• **YOUR OBJECTIVE**: Going through the entries below, tally the lines that hold the word "MoveResult" and state the result alone.

• **SUPPLIED MATERIAL**:

use std::fmt;
use std::path::{Path, PathBuf};
use std::str::FromStr;
use std::sync::Arc;

use anyhow::Context;

use crate::pipeline::MoveError;

/// Default suffix inserted before the counter when a conflicting file is renamed.
pub const DEFAULT_COPY_SUFFIX: &str = "Cópia";

/// A file selected for moving.
#[derive(Debug, Clone, PartialEq, Eq)]
pub struct FileRef {
    pub name: String,
    pub size: u64,
    pub source: FileSource,
}

/// Where the content of a [`FileRef`] comes from.
#[derive(Clone, PartialEq, Eq)]
pub enum FileSource {
    /// A file on a local filesystem, moved by path.
    Local(PathBuf),
    /// Content handed over in memory, for example a file dropped from a browser.
    Browser(Arc<[u8]>),
}

/// How a single file is written to its target path.
#[derive(Debug, Clone, Copy, PartialEq, Eq)]
pub enum MoveMode {
    /// Fail if the target already exists.
    Direct,
    /// Pick a free `name_<suffix>_<n>.ext` next to the existing target.
    Rename,
    /// Delete the existing target first.
    Replace,
    /// Do nothing.
    Skip,
}

/// User decision for a conflict.
#[derive(Debug, Clone, Copy, PartialEq, Eq, Default)]
pub enum ConflictAction {
    #[default]
    Pending,
    Rename,
    Replace,
    Skip,
}

/// A file whose organized destination path is already taken.
#[derive(Debug, Clone, PartialEq, Eq)]
pub struct Conflict {
    pub file: FileRef,
    /// Index of the file in the submitted batch.
    pub position: usize,
    /// Path relative to the destination folder.
    pub organized_path: String,
    /// Absolute path that is already taken, on disk or by an earlier file of the batch.
    pub destination_path: PathBuf,
    pub action: ConflictAction,
}

/// Options for executing moves.
#[derive(Debug, Clone, PartialEq, Eq)]
pub struct MoveOptions {
    pub copy_suffix: String,
}

/// Outcome of moving one file.
#[derive(Debug)]
pub enum MoveStatus {
    /// Moved with an atomic rename.
    Moved,
    /// Copied to the target and the source removed afterwards.
    MovedByCopy,
    /// Copied to the target but the source could not be removed.
    CopiedSourceKept,
    /// In-memory content written to the target.
    Written,
    Skipped,
    Failed(MoveError),
}

/// Result for one file of a batch.
#[derive(Debug)]
pub struct MoveResult {
    pub file_name: String,
    /// Final path of the file, `None` when skipped or failed.
    pub target: Option<PathBuf>,
    pub status: MoveStatus,
}

/// Per-file results of a batch and their aggregate counts.
#[derive(Debug, Default)]
pub struct BatchReport {
    pub results: Vec<MoveResult>,
}

impl FileRef {
    /// Reference a local file, reading its name and size from the filesystem.
    ///
    /// # Errors
    /// Returns an error if the file metadata cannot be read.
    pub fn local(path: &Path) -> anyhow::Result<Self> {
        let metadata = std::fs::metadata(path).with_context(|| format!("Failed to read {}", path.display()))?;
        if metadata.is_dir() {
            anyhow::bail!("Not a file: {}", path.display());
        }
        Ok(Self {
            name: crate::get_normalized_file_name(path)?,
            size: metadata.len(),
            source: FileSource::Local(path.to_path_buf()),
        })
    }

    /// Reference in-memory content with the given file name.
    pub fn browser(name: impl Into<String>, payload: impl Into<Arc<[u8]>>) -> Self {
        let payload: Arc<[u8]> = payload.into();
        Self {
            name: name.into(),
            size: payload.len() as u64,
            source: FileSource::Browser(payload),
        }
    }

    /// Source path for local files.
    #[must_use]
    pub fn path(&self) -> Option<&Path> {
        match &self.source {
            FileSource::Local(path) => Some(path),
            FileSource::Browser(_) => None,
        }
    }

    #[must_use]
    pub const fn is_browser(&self) -> bool {
        matches!(self.source, FileSource::Browser(_))
    }
}

impl fmt::Debug for FileSource {
    fn fmt(&self, f: &mut fmt::Formatter<'_>) -> fmt::Result {
        match self {
            Self::Local(path) => f.debug_tuple("Local").field(path).finish(),
            Self::Browser(payload) => write!(f, "Browser({} bytes)", payload.len()),
        }
    }
}

impl ConflictAction {
    /// Move mode for a decided action, `None` while pending.
    #[must_use]
    pub const fn mode(self) -> Option<MoveMode> {
        match self {
            Self::Pending => None,
            Self::Rename => Some(MoveMode::Rename),
            Self::Replace => Some(MoveMode::Replace),
            Self::Skip => Some(MoveMode::Skip),
        }
    }

    #[must_use]
    pub const fn is_pending(self) -> bool {
        matches!(self, Self::Pending)
    }
}

impl FromStr for ConflictAction {
    type Err = anyhow::Error;

    fn from_str(value: &str) -> Result<Self, Self::Err> {
        match value.trim().to_lowercase().as_str() {
            "r" | "rename" => Ok(Self::Rename),
            "o" | "replace" | "overwrite" => Ok(Self::Replace),
            "s" | "skip" => Ok(Self::Skip),
            other => Err(anyhow::anyhow!("Unknown conflict action: '{other}'")),
        }
    }
}

impl fmt::Display for ConflictAction {
    fn fmt(&self, f: &mut fmt::Formatter<'_>) -> fmt::Result {
        let name = match self {
            Self::Pending => "pending",
            Self::Rename => "rename",
            Self::Replace => "replace",
            Self::Skip => "skip",
        };
        write!(f, "{name}")
    }
}

impl Default for MoveOptions {
    fn default() -> Self {
        Self {
            copy_suffix: DEFAULT_COPY_SUFFIX.to_string(),
        }
    }
}

impl MoveStatus {
    #[must_use]
    pub const fn is_success(&self) -> bool {
        !matches!(self, Self::Failed(_))
    }

    #[must_use]
    pub const fn is_skipped(&self) -> bool {
        matches!(self, Self::Skipped)
    }

    #[must_use]
    pub const fn error(&self) -> Option<&MoveError> {
        match self {
            Self::Failed(error) => Some(error),
            _ => None,
        }
    }
}

impl MoveResult {
    pub(crate) fn done(file_name: &str, target: PathBuf, status: MoveStatus) -> Self {
        Self {
            file_name: file_name.to_string(),
            target: Some(target),
            status,
        }
    }

    pub(crate) fn skipped(file_name: &str) -> Self {
        Self {
            file_name: file_name.to_string(),
            target: None,
            status: MoveStatus::Skipped,
        }
    }

    pub(crate) fn failed(file_name: &str, error: MoveError) -> Self {
        Self {
            file_name: file_name.to_string(),
            target: None,
            status: MoveStatus::Failed(error),
        }
    }

    #[must_use]
    pub const fn success(&self) -> bool {
        self.status.is_success()
    }

    #[must_use]
    pub const fn is_skipped(&self) -> bool {
        self.status.is_skipped()
    }

    /// Human readable description of the outcome.
    #[must_use]
    pub fn message(&self) -> String {
        match &self.status {
            MoveStatus::Moved | MoveStatus::Written => "File moved".to_string(),
            MoveStatus::MovedByCopy => "File moved (via copy)".to_string(),
            MoveStatus::CopiedSourceKept => "File copied (original kept)".to_string(),
            MoveStatus::Skipped => "Skipped by user".to_string(),
            MoveStatus::Failed(error) => error.to_string(),
        }
    }
}

impl BatchReport {
    #[must_use]
    pub const fn new(results: Vec<MoveResult>) -> Self {
        Self { results }
    }

    /// Number of files moved, skipped files not included.
    #[must_use]
    pub fn succeeded(&self) -> usize {
        self.results.iter().filter(|r| r.success() && !r.is_skipped()).count()
    }

    #[must_use]
    pub fn skipped(&self) -> usize {
        self.results.iter().filter(|r| r.is_skipped()).count()
    }

    #[must_use]
    pub fn failed(&self) -> usize {
        self.results.iter().filter(|r| !r.success()).count()
    }

    #[must_use]
    pub const fn len(&self) -> usize {
        self.results.len()
    }

    #[must_use]
    pub const fn is_empty(&self) -> bool {
        self.results.is_empty()
    }

    /// True when every file was either moved or skipped.
    #[must_use]
    pub fn all_handled(&self) -> bool {
        self.failed() == 0
    }

    /// Iterate over the failed results.
    pub fn failures(&self) -> impl Iterator<Item = &MoveResult> {
        self.results.iter().filter(|r| !r.success())
    }
}

impl fmt::Display for BatchReport {
    fn fmt(&self, f: &mut fmt::Formatter<'_>) -> fmt::Result {
        write!(
            f,
            "{} moved, {} skipped, {} failed",
            self.succeeded(),
            self.skipped(),
            self.failed()
        )
    }
}
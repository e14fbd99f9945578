//! Organization options for the path organizer.

use std::fmt;

use serde::{Deserialize, Serialize};

/// Which directory levels the organizer creates.
///
/// Serialized with the same keys the settings file has always used,
/// so `include_product` is stored as `product` and so on.
#[derive(Debug, Clone, Copy, PartialEq, Eq, Serialize, Deserialize)]
#[serde(default)]
pub struct OrganizationConfig {
    pub enabled: bool,
    #[serde(rename = "product")]
    pub include_product: bool,
    #[serde(rename = "year")]
    pub include_year: bool,
    #[serde(rename = "month")]
    pub include_month: bool,
    #[serde(rename = "extension")]
    pub include_extension: bool,
}

impl OrganizationConfig {
    /// Organization enabled with every directory level included.
    #[must_use]
    pub const fn all_enabled() -> Self {
        Self {
            enabled: true,
            include_product: true,
            include_year: true,
            include_month: true,
            include_extension: true,
        }
    }

    /// Organization turned off: files go directly into the destination folder.
    #[must_use]
    pub const fn disabled() -> Self {
        Self {
            enabled: false,
            ..Self::all_enabled()
        }
    }
}

impl Default for OrganizationConfig {
    /// Levels are all selected but organizing itself is opt-in.
    fn default() -> Self {
        Self::disabled()
    }
}

impl fmt::Display for OrganizationConfig {
    fn fmt(&self, f: &mut fmt::Formatter<'_>) -> fmt::Result {
        writeln!(f, "Organization:")?;
        writeln!(f, "  enabled:   {}", crate::colorize_bool(self.enabled))?;
        writeln!(f, "  product:   {}", crate::colorize_bool(self.include_product))?;
        writeln!(f, "  year:      {}", crate::colorize_bool(self.include_year))?;
        writeln!(f, "  month:     {}", crate::colorize_bool(self.include_month))?;
        write!(f, "  extension: {}", crate::colorize_bool(self.include_extension))
    }
}

#[cfg(test)]
mod organization_config_tests {
    use super::*;

    #[test]
    fn default_is_disabled_with_all_levels() {
        let config = OrganizationConfig::default();
        assert!(!config.enabled);
        assert!(config.include_product);
        assert!(config.include_year);
        assert!(config.include_month);
        assert!(config.include_extension);
    }

    #[test]
    fn deserializes_short_keys() {
        let json = r#"{"enabled": true, "product": false, "year": true, "month": false, "extension": true}"#;
        let config: OrganizationConfig = serde_json::from_str(json).expect("should parse");
        assert!(config.enabled);
        assert!(!config.include_product);
        assert!(config.include_year);
        assert!(!config.include_month);
        assert!(config.include_extension);
    }

    #[test]
    fn missing_keys_use_defaults() {
        let config: OrganizationConfig = serde_json::from_str(r#"{"enabled": true}"#).expect("should parse");
        assert_eq!(config, OrganizationConfig::all_enabled());
    }
}
use crate::domain::model::{ExportDocument, ExportRequest, FractionTable};
use crate::utils::error::Result;
use async_trait::async_trait;

/// 唯讀的分數表來源，可在多個呼叫間共用
pub trait FractionSource: Send + Sync {
    fn entry(&self, index: usize) -> Option<&str>;
    fn len(&self) -> usize;

    fn is_empty(&self) -> bool {
        self.len() == 0
    }
}

impl FractionSource for FractionTable {
    fn entry(&self, index: usize) -> Option<&str> {
        self.entries().get(index).map(String::as_str)
    }

    fn len(&self) -> usize {
        self.entries().len()
    }
}

impl FractionSource for Vec<String> {
    fn entry(&self, index: usize) -> Option<&str> {
        self.get(index).map(String::as_str)
    }

    fn len(&self) -> usize {
        self.as_slice().len()
    }
}

pub trait Storage: Send + Sync {
    fn write_file(
        &self,
        path: &str,
        data: &[u8],
    ) -> impl std::future::Future<Output = Result<String>> + Send;
}

#[async_trait]
pub trait ExportSource: Send + Sync {
    async fn fetch(&self, request: &ExportRequest) -> Result<ExportDocument>;
}
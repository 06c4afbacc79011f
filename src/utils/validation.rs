use crate::utils::error::{PtaError, Result};
use url::Url;

pub trait Validate {
    fn validate(&self) -> Result<()>;
}

pub fn validate_url(field_name: &str, url_str: &str) -> Result<()> {
    if url_str.is_empty() {
        return Err(PtaError::InvalidConfigValueError {
            field: field_name.to_string(),
            value: url_str.to_string(),
            reason: "URL cannot be empty".to_string(),
        });
    }

    match Url::parse(url_str) {
        Ok(url) => match url.scheme() {
            "http" | "https" => Ok(()),
            scheme => Err(PtaError::InvalidConfigValueError {
                field: field_name.to_string(),
                value: url_str.to_string(),
                reason: format!("Unsupported URL scheme: {}", scheme),
            }),
        },
        Err(e) => Err(PtaError::InvalidConfigValueError {
            field: field_name.to_string(),
            value: url_str.to_string(),
            reason: format!("Invalid URL format: {}", e),
        }),
    }
}

pub fn validate_path(field_name: &str, path: &str) -> Result<()> {
    if path.is_empty() {
        return Err(PtaError::InvalidConfigValueError {
            field: field_name.to_string(),
            value: path.to_string(),
            reason: "Path cannot be empty".to_string(),
        });
    }

    if path.contains('\0') {
        return Err(PtaError::InvalidConfigValueError {
            field: field_name.to_string(),
            value: path.to_string(),
            reason: "Path contains null bytes".to_string(),
        });
    }

    Ok(())
}

pub fn validate_required_field<'a, T>(field_name: &str, value: &'a Option<T>) -> Result<&'a T> {
    value.as_ref().ok_or_else(|| PtaError::MissingConfigError {
        field: field_name.to_string(),
    })
}

pub fn validate_non_empty_string(field_name: &str, value: &str) -> Result<()> {
    if value.trim().is_empty() {
        return Err(PtaError::InvalidConfigValueError {
            field: field_name.to_string(),
            value: value.to_string(),
            reason: "Value cannot be empty or whitespace-only".to_string(),
        });
    }
    Ok(())
}

pub fn validate_range<T: PartialOrd + std::fmt::Display + Copy>(
    field_name: &str,
    value: T,
    min: T,
    max: T,
) -> Result<()> {
    if value < min || value > max {
        return Err(PtaError::InvalidConfigValueError {
            field: field_name.to_string(),
            value: value.to_string(),
            reason: format!("Value must be between {} and {}", min, max),
        });
    }
    Ok(())
}

#[cfg(test)]
mod tests {
    use super::*;

    #[test]
    fn test_validate_url() {
        assert!(validate_url("export.endpoint", "https://example.com/api/export").is_ok());
        assert!(validate_url("export.endpoint", "http://localhost:8000/api/export").is_ok());
        assert!(validate_url("export.endpoint", "").is_err());
        assert!(validate_url("export.endpoint", "invalid-url").is_err());
        assert!(validate_url("export.endpoint", "ftp://example.com").is_err());
    }

    #[test]
    fn test_validate_range() {
        assert!(validate_range("export.timeout_seconds", 300u64, 1, 3600).is_ok());
        assert!(validate_range("export.timeout_seconds", 0u64, 1, 3600).is_err());
        assert!(validate_range("export.timeout_seconds", 7200u64, 1, 3600).is_err());
    }

    #[test]
    fn test_validate_required_field() {
        let token: Option<String> = None;
        let err = validate_required_field("export.token", &token).unwrap_err();
        assert!(matches!(err, PtaError::MissingConfigError { ref field } if field == "export.token"));

        let token = Some("abc".to_string());
        assert_eq!(validate_required_field("export.token", &token).unwrap(), "abc");
    }

    #[test]
    fn test_validate_non_empty_string() {
        assert!(validate_non_empty_string("export.token", "abc").is_ok());
        assert!(validate_non_empty_string("export.token", "   ").is_err());
    }
}
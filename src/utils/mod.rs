pub mod error;
pub mod gcd;
pub mod logger;
pub mod validation;
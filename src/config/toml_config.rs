use crate::adapters::http::{DEFAULT_ENDPOINT, DEFAULT_TIMEOUT_SECONDS};
use crate::core::resolver::parse_fraction;
use crate::core::FractionTable;
use crate::utils::error::{PtaError, Result};
use crate::utils::validation::{
    validate_non_empty_string, validate_path, validate_range, validate_url, Validate,
};
use regex::Regex;
use serde::{Deserialize, Serialize};
use std::path::Path;
use std::time::Duration;

#[derive(Debug, Clone, Default, Serialize, Deserialize)]
pub struct TomlConfig {
    #[serde(default)]
    pub fractions: FractionsConfig,
    pub export: Option<ExportConfig>,
}

#[derive(Debug, Clone, Serialize, Deserialize)]
pub struct FractionsConfig {
    #[serde(default = "standard_entries")]
    pub entries: Vec<String>,
}

#[derive(Debug, Clone, Default, Serialize, Deserialize)]
pub struct ExportConfig {
    pub endpoint: Option<String>,
    pub token: Option<String>,
    pub timeout_seconds: Option<u64>,
    pub output_path: Option<String>,
}

fn standard_entries() -> Vec<String> {
    FractionTable::default().entries().to_vec()
}

impl Default for FractionsConfig {
    fn default() -> Self {
        Self {
            entries: standard_entries(),
        }
    }
}

impl TomlConfig {
    /// 從 TOML 檔案載入配置
    pub fn from_file<P: AsRef<Path>>(path: P) -> Result<Self> {
        let content = std::fs::read_to_string(&path).map_err(PtaError::IoError)?;
        Self::from_toml_str(&content)
    }

    /// 從 TOML 字串解析配置
    pub fn from_toml_str(content: &str) -> Result<Self> {
        let processed_content = Self::substitute_env_vars(content)?;

        toml::from_str(&processed_content).map_err(|e| PtaError::ConfigValidationError {
            field: "toml_parsing".to_string(),
            message: format!("TOML parsing error: {}", e),
        })
    }

    /// 替換環境變數 (例如 ${TOKEN})，未設定的變數保留原樣
    fn substitute_env_vars(content: &str) -> Result<String> {
        let re = Regex::new(r"\$\{([^}]+)\}").map_err(|e| PtaError::ConfigValidationError {
            field: "environment".to_string(),
            message: e.to_string(),
        })?;

        let result = re.replace_all(content, |caps: &regex::Captures| {
            let var_name = &caps[1];
            std::env::var(var_name).unwrap_or_else(|_| format!("${{{}}}", var_name))
        });

        Ok(result.to_string())
    }

    /// 驗證配置的合理性
    pub fn validate_config(&self) -> Result<()> {
        for (index, entry) in self.fractions.entries.iter().enumerate() {
            parse_fraction(entry).map_err(|message| PtaError::ConfigValidationError {
                field: format!("fractions.entries[{}]", index),
                message,
            })?;
        }

        if let Some(export) = &self.export {
            if let Some(endpoint) = &export.endpoint {
                validate_url("export.endpoint", endpoint)?;
            }
            if let Some(token) = &export.token {
                validate_non_empty_string("export.token", token)?;
            }
            if let Some(timeout) = export.timeout_seconds {
                validate_range("export.timeout_seconds", timeout, 1, 3600)?;
            }
            if let Some(output_path) = &export.output_path {
                validate_path("export.output_path", output_path)?;
            }
        }

        Ok(())
    }

    /// 取得分數表
    pub fn fraction_table(&self) -> FractionTable {
        FractionTable::new(self.fractions.entries.clone())
    }

    pub fn export_endpoint(&self) -> &str {
        self.export
            .as_ref()
            .and_then(|e| e.endpoint.as_deref())
            .unwrap_or(DEFAULT_ENDPOINT)
    }

    pub fn export_token(&self) -> Option<&str> {
        self.export.as_ref().and_then(|e| e.token.as_deref())
    }

    pub fn export_timeout(&self) -> Duration {
        Duration::from_secs(
            self.export
                .as_ref()
                .and_then(|e| e.timeout_seconds)
                .unwrap_or(DEFAULT_TIMEOUT_SECONDS),
        )
    }

    pub fn output_path(&self) -> &str {
        self.export
            .as_ref()
            .and_then(|e| e.output_path.as_deref())
            .unwrap_or(".")
    }
}

impl Validate for TomlConfig {
    fn validate(&self) -> Result<()> {
        self.validate_config()
    }
}
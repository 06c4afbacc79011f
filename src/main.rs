use clap::Parser;
use pta_weighting::config::WeightingCommand;
use pta_weighting::utils::error::ErrorSeverity;
use pta_weighting::utils::{logger, validation::Validate};
use pta_weighting::{CliConfig, Leerjaar, PtaError, Result, WeightCode, WeightingEngine};

fn main() {
    let config = CliConfig::parse();

    // 初始化日誌
    logger::init_cli_logger(config.verbose);
    tracing::debug!("CLI config: {:?}", config);

    // 載入並驗證分數表
    let toml = match config.load_config() {
        Ok(toml) => toml,
        Err(e) => {
            eprintln!("❌ Failed to load config file: {}", e);
            eprintln!("💡 Make sure the file exists and is valid TOML format");
            std::process::exit(1);
        }
    };

    if let Err(e) = toml.validate() {
        tracing::error!("❌ Configuration validation failed: {}", e);
        tracing::error!("💡 Suggestion: {}", e.recovery_suggestion());
        eprintln!("❌ {}", e.user_friendly_message());
        std::process::exit(1);
    }

    let engine = WeightingEngine::new(toml.fraction_table());
    tracing::debug!("Fraction table has {} entries", engine.table().len());

    if let Err(e) = run(&config, &engine) {
        tracing::error!(
            "❌ Weighting failed: {} (Category: {:?}, Severity: {:?})",
            e,
            e.category(),
            e.severity()
        );

        eprintln!("❌ {}", e.user_friendly_message());
        eprintln!("💡 {}", e.recovery_suggestion());

        let exit_code = match e.severity() {
            ErrorSeverity::Low => 4,
            ErrorSeverity::Medium => 2,
            ErrorSeverity::High => 1,
            ErrorSeverity::Critical => 3,
        };
        std::process::exit(exit_code);
    }
}

fn run(config: &CliConfig, engine: &WeightingEngine) -> Result<()> {
    match config.command {
        WeightingCommand::Compute { mode, code1, code2 } => {
            let weighting = engine.compute(mode, WeightCode(code1), WeightCode(code2))?;
            if config.json {
                println!("{}", serde_json::to_string_pretty(&weighting)?);
            } else {
                println!("{}", weighting);
            }
        }
        WeightingCommand::Leerjaar { klas, code1, code2 } => {
            let leerjaar = Leerjaar::from_id(klas).ok_or_else(|| PtaError::InvalidConfigValueError {
                field: "klas".to_string(),
                value: klas.to_string(),
                reason: "Unknown leerjaar id".to_string(),
            })?;
            let (code1, code2) = (WeightCode(code1), WeightCode(code2));

            let weighting = engine.compute_for_leerjaar(leerjaar, code1, code2)?;
            let formula = engine.formula(leerjaar, code1, code2)?;

            if config.json {
                let output = serde_json::json!({
                    "leerjaar": leerjaar,
                    "weighting": weighting,
                    "formula": formula,
                });
                println!("{}", serde_json::to_string_pretty(&output)?);
            } else {
                match weighting {
                    Some(weighting) => println!("{}", weighting),
                    None => println!("{} has no SE weighting", leerjaar),
                }
                if let Some(formula) = formula {
                    println!("{}", formula);
                }
            }
        }
        WeightingCommand::Describe { code } => {
            let label = engine.describe(WeightCode(code))?;
            if config.json {
                println!("{}", serde_json::to_string(&label)?);
            } else {
                println!("{}", label.as_deref().unwrap_or("no weight"));
            }
        }
    }

    Ok(())
}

• **THE COMPLETED TASK**: 5